**Directions for this task**
Please reproduce the full listing exactly, with nothing added.
========================
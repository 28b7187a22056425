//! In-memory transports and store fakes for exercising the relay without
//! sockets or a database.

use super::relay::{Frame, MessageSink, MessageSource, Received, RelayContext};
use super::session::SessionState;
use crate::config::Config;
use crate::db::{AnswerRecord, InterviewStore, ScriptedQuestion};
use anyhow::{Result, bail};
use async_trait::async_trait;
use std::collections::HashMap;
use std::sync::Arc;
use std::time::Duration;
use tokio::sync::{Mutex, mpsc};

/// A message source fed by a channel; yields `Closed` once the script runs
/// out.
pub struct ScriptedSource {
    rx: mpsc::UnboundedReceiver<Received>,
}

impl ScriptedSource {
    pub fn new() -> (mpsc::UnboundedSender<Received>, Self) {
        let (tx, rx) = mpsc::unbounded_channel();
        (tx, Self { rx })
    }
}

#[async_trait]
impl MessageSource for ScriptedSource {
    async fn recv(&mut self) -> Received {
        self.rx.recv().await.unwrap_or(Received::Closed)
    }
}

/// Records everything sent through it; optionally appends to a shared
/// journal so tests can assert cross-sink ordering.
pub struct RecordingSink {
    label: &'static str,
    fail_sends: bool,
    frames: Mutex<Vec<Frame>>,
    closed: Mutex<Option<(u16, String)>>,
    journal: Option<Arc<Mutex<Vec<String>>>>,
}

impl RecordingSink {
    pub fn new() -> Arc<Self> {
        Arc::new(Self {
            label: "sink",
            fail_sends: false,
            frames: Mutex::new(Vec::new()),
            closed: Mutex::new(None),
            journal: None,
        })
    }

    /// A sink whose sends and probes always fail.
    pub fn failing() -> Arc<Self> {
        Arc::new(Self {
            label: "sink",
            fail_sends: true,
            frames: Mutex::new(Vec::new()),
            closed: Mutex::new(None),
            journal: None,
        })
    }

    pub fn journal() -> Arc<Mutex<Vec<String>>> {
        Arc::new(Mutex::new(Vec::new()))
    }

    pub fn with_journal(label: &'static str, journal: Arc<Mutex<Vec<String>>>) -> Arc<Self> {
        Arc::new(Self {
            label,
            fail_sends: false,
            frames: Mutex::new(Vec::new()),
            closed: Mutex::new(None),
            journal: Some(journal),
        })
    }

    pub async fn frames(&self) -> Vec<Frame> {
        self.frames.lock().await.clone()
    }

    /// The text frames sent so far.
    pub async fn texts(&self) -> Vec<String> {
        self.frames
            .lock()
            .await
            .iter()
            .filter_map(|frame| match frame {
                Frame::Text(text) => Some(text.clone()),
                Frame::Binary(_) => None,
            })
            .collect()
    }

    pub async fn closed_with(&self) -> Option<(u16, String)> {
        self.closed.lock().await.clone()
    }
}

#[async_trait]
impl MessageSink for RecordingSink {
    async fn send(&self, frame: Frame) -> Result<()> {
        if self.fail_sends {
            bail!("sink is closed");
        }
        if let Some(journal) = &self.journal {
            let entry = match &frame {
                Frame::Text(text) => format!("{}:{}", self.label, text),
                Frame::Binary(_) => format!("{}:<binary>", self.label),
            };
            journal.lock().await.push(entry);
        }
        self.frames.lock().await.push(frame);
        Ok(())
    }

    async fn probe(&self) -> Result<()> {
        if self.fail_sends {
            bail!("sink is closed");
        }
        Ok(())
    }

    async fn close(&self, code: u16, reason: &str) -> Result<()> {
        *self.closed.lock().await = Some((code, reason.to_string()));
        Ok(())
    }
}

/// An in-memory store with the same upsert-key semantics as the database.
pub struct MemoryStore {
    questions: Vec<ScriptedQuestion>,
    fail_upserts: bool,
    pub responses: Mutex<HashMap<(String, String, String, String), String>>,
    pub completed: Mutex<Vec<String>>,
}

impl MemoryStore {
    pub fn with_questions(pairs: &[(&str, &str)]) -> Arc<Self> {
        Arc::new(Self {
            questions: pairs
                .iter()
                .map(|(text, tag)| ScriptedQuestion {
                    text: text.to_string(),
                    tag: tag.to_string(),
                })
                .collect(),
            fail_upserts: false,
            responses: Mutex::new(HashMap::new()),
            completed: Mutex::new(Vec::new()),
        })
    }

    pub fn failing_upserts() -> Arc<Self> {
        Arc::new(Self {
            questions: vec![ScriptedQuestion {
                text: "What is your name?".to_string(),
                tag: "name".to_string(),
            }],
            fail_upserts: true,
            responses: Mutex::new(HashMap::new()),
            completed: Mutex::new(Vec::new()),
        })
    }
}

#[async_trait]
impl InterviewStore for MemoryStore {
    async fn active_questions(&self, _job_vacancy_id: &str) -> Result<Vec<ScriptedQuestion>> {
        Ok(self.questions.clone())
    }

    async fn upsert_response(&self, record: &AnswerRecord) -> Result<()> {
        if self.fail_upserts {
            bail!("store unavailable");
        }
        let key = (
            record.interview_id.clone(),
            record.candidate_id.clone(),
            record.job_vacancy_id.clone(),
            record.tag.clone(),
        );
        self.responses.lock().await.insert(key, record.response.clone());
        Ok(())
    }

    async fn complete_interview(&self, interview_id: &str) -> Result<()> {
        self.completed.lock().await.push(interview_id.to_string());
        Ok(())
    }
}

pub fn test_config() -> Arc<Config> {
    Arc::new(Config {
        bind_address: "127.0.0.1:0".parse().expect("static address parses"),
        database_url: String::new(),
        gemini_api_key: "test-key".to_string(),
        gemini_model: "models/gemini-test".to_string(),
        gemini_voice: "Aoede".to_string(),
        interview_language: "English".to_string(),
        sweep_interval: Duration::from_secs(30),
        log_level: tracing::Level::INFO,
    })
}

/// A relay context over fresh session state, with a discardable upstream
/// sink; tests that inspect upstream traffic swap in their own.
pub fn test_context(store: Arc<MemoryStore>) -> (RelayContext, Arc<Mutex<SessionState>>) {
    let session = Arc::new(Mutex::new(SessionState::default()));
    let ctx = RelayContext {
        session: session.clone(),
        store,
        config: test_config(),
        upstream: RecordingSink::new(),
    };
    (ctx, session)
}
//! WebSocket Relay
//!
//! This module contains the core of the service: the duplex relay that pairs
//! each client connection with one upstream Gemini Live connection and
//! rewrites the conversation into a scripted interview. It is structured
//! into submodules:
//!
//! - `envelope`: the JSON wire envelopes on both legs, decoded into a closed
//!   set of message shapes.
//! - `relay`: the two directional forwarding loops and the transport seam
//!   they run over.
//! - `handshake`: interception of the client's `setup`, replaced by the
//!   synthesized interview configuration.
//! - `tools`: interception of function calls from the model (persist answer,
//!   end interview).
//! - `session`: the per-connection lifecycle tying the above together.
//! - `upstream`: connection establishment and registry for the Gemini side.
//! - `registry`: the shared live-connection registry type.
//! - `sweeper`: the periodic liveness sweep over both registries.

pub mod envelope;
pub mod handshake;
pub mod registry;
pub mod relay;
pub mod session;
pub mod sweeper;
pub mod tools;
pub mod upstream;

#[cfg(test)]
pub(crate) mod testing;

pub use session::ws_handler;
========================
**Exercise answer**
repository 28b7187a22056425
//! In-memory transports and store fakes for exercising the relay without
//! sockets or a database.

use super::relay::{Frame, MessageSink, MessageSource, Received, RelayContext};
use super::session::SessionState;
use crate::config::Config;
use crate::db::{AnswerRecord, InterviewStore, ScriptedQuestion};
use anyhow::{Result, bail};
use async_trait::async_trait;
use std::collections::HashMap;
use std::sync::Arc;
use std::time::Duration;
use tokio::sync::{Mutex, mpsc};

/// A message source fed by a channel; yields `Closed` once the script runs
/// out.
pub struct ScriptedSource {
    rx: mpsc::UnboundedReceiver<Received>,
}

impl ScriptedSource {
    pub fn new() -> (mpsc::UnboundedSender<Received>, Self) {
        let (tx, rx) = mpsc::unbounded_channel();
        (tx, Self { rx })
    }
}

#[async_trait]
impl MessageSource for ScriptedSource {
    async fn recv(&mut self) -> Received {
        self.rx.recv().await.unwrap_or(Received::Closed)
    }
}

/// Records everything sent through it; optionally appends to a shared
/// journal so tests can assert cross-sink ordering.
pub struct RecordingSink {
    label: &'static str,
    fail_sends: bool,
    frames: Mutex<Vec<Frame>>,
    closed: Mutex<Option<(u16, String)>>,
    journal: Option<Arc<Mutex<Vec<String>>>>,
}

impl RecordingSink {
    pub fn new() -> Arc<Self> {
        Arc::new(Self {
            label: "sink",
            fail_sends: false,
            frames: Mutex::new(Vec::new()),
            closed: Mutex::new(None),
            journal: None,
        })
    }

    /// A sink whose sends and probes always fail.
    pub fn failing() -> Arc<Self> {
        Arc::new(Self {
            label: "sink",
            fail_sends: true,
            frames: Mutex::new(Vec::new()),
            closed: Mutex::new(None),
            journal: None,
        })
    }

    pub fn journal() -> Arc<Mutex<Vec<String>>> {
        Arc::new(Mutex::new(Vec::new()))
    }

    pub fn with_journal(label: &'static str, journal: Arc<Mutex<Vec<String>>>) -> Arc<Self> {
        Arc::new(Self {
            label,
            fail_sends: false,
            frames: Mutex::new(Vec::new()),
            closed: Mutex::new(None),
            journal: Some(journal),
        })
    }

    pub async fn frames(&self) -> Vec<Frame> {
        self.frames.lock().await.clone()
    }

    /// The text frames sent so far.
    pub async fn texts(&self) -> Vec<String> {
        self.frames
            .lock()
            .await
            .iter()
            .filter_map(|frame| match frame {
                Frame::Text(text) => Some(text.clone()),
                Frame::Binary(_) => None,
            })
            .collect()
    }

    pub async fn closed_with(&self) -> Option<(u16, String)> {
        self.closed.lock().await.clone()
    }
}

#[async_trait]
impl MessageSink for RecordingSink {
    async fn send(&self, frame: Frame) -> Result<()> {
        if self.fail_sends {
            bail!("sink is closed");
        }
        if let Some(journal) = &self.journal {
            let entry = match &frame {
                Frame::Text(text) => format!("{}:{}", self.label, text),
                Frame::Binary(_) => format!("{}:<binary>", self.label),
            };
            journal.lock().await.push(entry);
        }
        self.frames.lock().await.push(frame);
        Ok(())
    }

    async fn probe(&self) -> Result<()> {
        if self.fail_sends {
            bail!("sink is closed");
        }
        Ok(())
    }

    async fn close(&self, code: u16, reason: &str) -> Result<()> {
        *self.closed.lock().await = Some((code, reason.to_string()));
        Ok(())
    }
}

/// An in-memory store with the same upsert-key semantics as the database.
pub struct MemoryStore {
    questions: Vec<ScriptedQuestion>,
    fail_upserts: bool,
    pub responses: Mutex<HashMap<(String, String, String, String), String>>,
    pub completed: Mutex<Vec<String>>,
}

impl MemoryStore {
    pub fn with_questions(pairs: &[(&str, &str)]) -> Arc<Self> {
        Arc::new(Self {
            questions: pairs
                .iter()
                .map(|(text, tag)| ScriptedQuestion {
                    text: text.to_string(),
                    tag: tag.to_string(),
                })
                .collect(),
            fail_upserts: false,
            responses: Mutex::new(HashMap::new()),
            completed: Mutex::new(Vec::new()),
        })
    }

    pub fn failing_upserts() -> Arc<Self> {
        Arc::new(Self {
            questions: vec![ScriptedQuestion {
                text: "What is your name?".to_string(),
                tag: "name".to_string(),
            }],
            fail_upserts: true,
            responses: Mutex::new(HashMap::new()),
            completed: Mutex::new(Vec::new()),
        })
    }
}

#[async_trait]
impl InterviewStore for MemoryStore {
    async fn active_questions(&self, _job_vacancy_id: &str) -> Result<Vec<ScriptedQuestion>> {
        Ok(self.questions.clone())
    }

    async fn upsert_response(&self, record: &AnswerRecord) -> Result<()> {
        if self.fail_upserts {
            bail!("store unavailable");
        }
        let key = (
            record.interview_id.clone(),
            record.candidate_id.clone(),
            record.job_vacancy_id.clone(),
            record.tag.clone(),
        );
        self.responses.lock().await.insert(key, record.response.clone());
        Ok(())
    }

    async fn complete_interview(&self, interview_id: &str) -> Result<()> {
        self.completed.lock().await.push(interview_id.to_string());
        Ok(())
    }
}

pub fn test_config() -> Arc<Config> {
    Arc::new(Config {
        bind_address: "127.0.0.1:0".parse().expect("static address parses"),
        database_url: String::new(),
        gemini_api_key: "test-key".to_string(),
        gemini_model: "models/gemini-test".to_string(),
        gemini_voice: "Aoede".to_string(),
        interview_language: "English".to_string(),
        sweep_interval: Duration::from_secs(30),
        log_level: tracing::Level::INFO,
    })
}

/// A relay context over fresh session state, with a discardable upstream
/// sink; tests that inspect upstream traffic swap in their own.
pub fn test_context(store: Arc<MemoryStore>) -> (RelayContext, Arc<Mutex<SessionState>>) {
    let session = Arc::new(Mutex::new(SessionState::default()));
    let ctx = RelayContext {
        session: session.clone(),
        store,
        config: test_config(),
        upstream: RecordingSink::new(),
    };
    (ctx, session)
}
//! WebSocket Relay
//!
//! This module contains the core of the service: the duplex relay that pairs
//! each client connection with one upstream Gemini Live connection and
//! rewrites the conversation into a scripted interview. It is structured
//! into submodules:
//!
//! - `envelope`: the JSON wire envelopes on both legs, decoded into a closed
//!   set of message shapes.
//! - `relay`: the two directional forwarding loops and the transport seam
//!   they run over.
//! - `handshake`: interception of the client's `setup`, replaced by the
//!   synthesized interview configuration.
//! - `tools`: interception of function calls from the model (persist answer,
//!   end interview).
//! - `session`: the per-connection lifecycle tying the above together.
//! - `upstream`: connection establishment and registry for the Gemini side.
//! - `registry`: the shared live-connection registry type.
//! - `sweeper`: the periodic liveness sweep over both registries.

pub mod envelope;
pub mod handshake;
pub mod registry;
pub mod relay;
pub mod session;
pub mod sweeper;
pub mod tools;
pub mod upstream;

#[cfg(test)]
pub(crate) mod testing;

pub use session::ws_handler;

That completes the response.